Cabecera de la Basílica de la Antigua Catedral de San Patricio, Nueva York

20-05-2026

La Iglesia, la vida de la Iglesia, desde sus inicios, ha vivido entre tensiones. Conocidas y archiestudiadas son, por ejemplo, las disputas cristológicas, iconoclastas, etc. Una forma directa de superación de estas cuestiones ha sido la tríada de la Tradición, Magisterio y Escritura.

Si nos fijamos ahora en otros problemas teológicos de amplio calado, que han tenido mucho recorrido histórico, como son por ejemplo los dogmas marianos, la máxima lex credendi, lex orandi, ha supuesto un acicate fundamental para su solución e incluso para la formulación y fijación de dogmas.

El cuerpo doctrinal, la vida de fe, la definición de los sacramentos, etc. ha tenido una historia larga hasta llegar a nosotros, pero muy clara en cuanto a su proceso. Gracias a esto que hemos referido, hay ciertos principios fundamentales que debemos tener claros como fieles católicos. Y si no los tenemos claros, hemos de formarnos, que a nuestro alcance hay medios.

Ahora bien, hay ciertos elementos en la vida de fe del cristiano que también son más adaptables y que, en su definición, así queda también claro. Hablamos por ejemplo de los sacramentales, que, hablando de ellos en el Catecismo de 1992, tiene un párrafo especial dedicado a la religiosidad popular (nº 1674 CIC). Esta debe ser cuidada de manera especial por la Iglesia como manifestaciones particulares, locales. Es decir, que no son ejercicios de arqueología etnográfica, no son exposiciones museísticas, etc.

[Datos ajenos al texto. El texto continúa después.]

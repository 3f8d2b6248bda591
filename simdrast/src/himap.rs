//! The hierarchical importance map.
//!
//! The map stores one byte per pixel of a `2^L × 2^L` grid. A byte holds the
//! *level* at which its pixel becomes important: the pixel at `(x, y)` whose
//! both coordinates are multiples of `2^l` stands for the square region
//! `[x, x + 2^l) × [y, y + 2^l)`, and that region contains at least one
//! important pixel iff the byte is `≤ l`. Pixels seeded as important at level
//! 0 hold `0`; unimportant ones hold [`NOT_IMPORTANT`].
//!
//! [`ImportanceMap::build`] propagates the seeds upwards. Rows of super-tiles
//! are independent and can be built by different workers; the levels above
//! the super-tile size are built serially.
//!
//! Cells are atomics so that seeding (by silhouette rasterization) and the
//! marking of early-out pixels (by the resolve stage) may happen from many
//! workers at once.
use std::sync::atomic::{AtomicU8, Ordering};

/// The value of unimportant cells.
pub const NOT_IMPORTANT: u8 = 0xdf;

/// `log2` of the maximum super-tile size.
const SUPER_TILE_SHIFT: u32 = 7;

/// The highest level built by the fixed 2×2 kernel.
const KERNEL_LEVELS: u32 = 3;

#[derive(Debug)]
pub struct ImportanceMap {
    width: usize,
    height: usize,
    max_level: u32,
    cells: Box<[AtomicU8]>,
}

impl Default for ImportanceMap {
    fn default() -> Self {
        Self::new()
    }
}

impl ImportanceMap {
    pub fn new() -> Self {
        Self {
            width: 0,
            height: 0,
            max_level: 0,
            cells: vec![AtomicU8::new(NOT_IMPORTANT)].into_boxed_slice(),
        }
    }

    pub fn width(&self) -> usize {
        self.width
    }

    pub fn height(&self) -> usize {
        self.height
    }

    /// `L`, the smallest integer such that `2^L ≥ max(width, height)`.
    pub fn max_level(&self) -> u32 {
        self.max_level
    }

    /// Resize the map and clear it. The storage is reallocated only if the
    /// maximum level changes. Returns `true` if it was reallocated.
    pub fn resize(&mut self, width: usize, height: usize) -> bool {
        let size = width.max(height).max(1);
        let max_level = size.next_power_of_two().trailing_zeros();

        self.width = width;
        self.height = height;

        let realloc = max_level != self.max_level || self.cells.len() != 1 << (max_level * 2);
        if realloc {
            log::debug!(
                "Resizing the importance map to {}×{} (level {})",
                width,
                height,
                max_level
            );
            self.max_level = max_level;
            self.cells = (0..1usize << (max_level * 2))
                .map(|_| AtomicU8::new(NOT_IMPORTANT))
                .collect();
        } else {
            self.clear();
        }
        realloc
    }

    #[inline]
    fn index(&self, x: usize, y: usize) -> usize {
        (y << self.max_level) + x
    }

    /// Mark every pixel unimportant.
    pub fn clear(&self) {
        for c in self.cells.iter() {
            c.store(NOT_IMPORTANT, Ordering::Relaxed);
        }
    }

    /// Mark every region important at every level (dense mode).
    pub fn fill(&self) {
        for c in self.cells.iter() {
            c.store(0, Ordering::Relaxed);
        }
    }

    /// Mark the pixel at `(x, y)` important.
    #[inline]
    pub fn set(&self, x: usize, y: usize) {
        self.set_to(x, y, 0);
    }

    /// Mark the pixel with the linear index `(y << max_level) + x` important.
    /// Out-of-range indices are ignored.
    #[inline]
    pub fn set_index(&self, i: usize) {
        if let Some(c) = self.cells.get(i) {
            c.store(0, Ordering::Relaxed);
        }
    }

    #[inline]
    pub fn set_to(&self, x: usize, y: usize, value: u8) {
        self.cells[self.index(x, y)].store(value, Ordering::Relaxed);
    }

    /// Mark the pixel at `(x, y)` unimportant.
    #[inline]
    pub fn clear_at(&self, x: usize, y: usize) {
        self.set_to(x, y, NOT_IMPORTANT);
    }

    #[inline]
    pub fn value(&self, x: usize, y: usize) -> u8 {
        self.cells[self.index(x, y)].load(Ordering::Relaxed)
    }

    /// Get whether the region of size `2^level` at `(x, y)` contains an
    /// important pixel. `x` and `y` must be multiples of `2^level`.
    #[inline]
    pub fn is_set(&self, level: u32, x: usize, y: usize) -> bool {
        self.value(x, y) as u32 <= level
    }

    /// The edge length of a super-tile.
    fn super_tile_shift(&self) -> u32 {
        self.max_level.min(SUPER_TILE_SHIFT)
    }

    /// The number of super-tile rows. Each row is processed by
    /// [`ImportanceMap::build_super_tile_row`].
    pub fn num_super_tile_rows(&self) -> usize {
        let shift = self.super_tile_shift();
        (self.height + (1 << shift) - 1) >> shift
    }

    /// Build the map pyramid on the calling thread.
    pub fn build(&self) {
        for row in 0..self.num_super_tile_rows() {
            self.build_super_tile_row(row);
        }
        self.build_upper_levels();
    }

    /// Build the levels `1..=min(7, L)` of the super-tiles in the row `row`.
    pub fn build_super_tile_row(&self, row: usize) {
        let shift = self.super_tile_shift();
        let size = 1usize << shift;
        let y = row << shift;
        let mut x = 0;
        while x < self.width {
            self.build_super_tile(x, y, shift);
            x += size;
        }
    }

    fn build_super_tile(&self, x0: usize, y0: usize, shift: u32) {
        let size = 1usize << shift;

        for level in 1..=shift.min(KERNEL_LEVELS) {
            self.reduce_kernel(x0, y0, size, level);
        }

        for level in KERNEL_LEVELS + 1..=shift {
            self.reduce_level(x0..x0 + size, y0..y0 + size, level);
        }
    }

    /// The 2×2 reduction kernel: each cell takes the minimum of its own value
    /// and its three siblings' values clamped to at least `level`.
    fn reduce_kernel(&self, x0: usize, y0: usize, size: usize, level: u32) {
        let step = 1usize << level;
        let half = step >> 1;
        let l = level as u8;
        for y in (y0..y0 + size).step_by(step) {
            for x in (x0..x0 + size).step_by(step) {
                let mut v = self.value(x, y);
                for &(dx, dy) in &[(half, 0), (0, half), (half, half)] {
                    v = v.min(self.value(x + dx, y + dy).max(l));
                }
                self.set_to(x, y, v);
            }
        }
    }

    /// Mark the cells at `level` whose children contain an important pixel.
    fn reduce_level(
        &self,
        xs: std::ops::Range<usize>,
        ys: std::ops::Range<usize>,
        level: u32,
    ) {
        let step = 1usize << level;
        let half = step >> 1;
        let l = level as u8;
        for y in ys.step_by(step) {
            for x in xs.clone().step_by(step) {
                let v = self.value(x, y);
                if v <= l {
                    continue;
                }
                let child_set = [(half, 0), (0, half), (half, half)]
                    .iter()
                    .any(|&(dx, dy)| self.value(x + dx, y + dy) < l);
                if child_set {
                    self.set_to(x, y, l);
                }
            }
        }
    }

    /// Build the levels above the super-tile size.
    pub fn build_upper_levels(&self) {
        for level in self.super_tile_shift() + 1..=self.max_level {
            self.reduce_level(0..self.width, 0..self.height, level);
        }
    }
}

Sirva lo dicho hasta aquí para apuntar una línea de reflexión acerca de nuestros ejercicios de piedad propios y especialmente significados por diferentes motivos, como son nuestras imágenes de culto y aquellos actos que nos ayudan a llevar adelante en nuestra vida de fe.

Si la primavera se abre para nosotros con el gran e inagotable acontecimiento de los misterios de la Pasión de Nuestro Señor, y que año tras año los volvemos a recordar porque no se agotan, sino que son referencia constante de nuestra vida de creyentes, los demás momentos del año, con la Pasión como referencia, tienen su propia significación. Y tiene sentido que el momento de la celebración de los misterios de la Pasión estén concentrados en un solo momento, y que ese momento recoja de modo particular las manifestaciones, tan sublimes, de piedad popular como son las procesiones donde públicamente manifestamos nuestra fe, donde se hace una perfecta catequesis visual.

¿Tiene sentido en otros momentos? La pregunta es pertinente, la pregunta es grave, y la pregunta es poliédrica en cuanto a su abordamiento reflexivo, así como a sus respuestas. Es una pregunta a plantearse necesariamente en diferentes ámbitos. Es una pregunta de respuesta compleja. Está claro esto, pero ante todo y sobre todo hay un principio general a tener en cuenta: son estos ejercicios de fe privilegiados porque están en un marco litúrgico único. Forzar este acto en un tiempo ajeno a su privilegiado contexto litúrgico, más allá de hacer una manifestación esteticista, no supone más que un claro riesgo de pérdida de sentido con respecto a la propia naturaleza de estos sacramentales concretos, así como de los actos de culto propios de estas imágenes.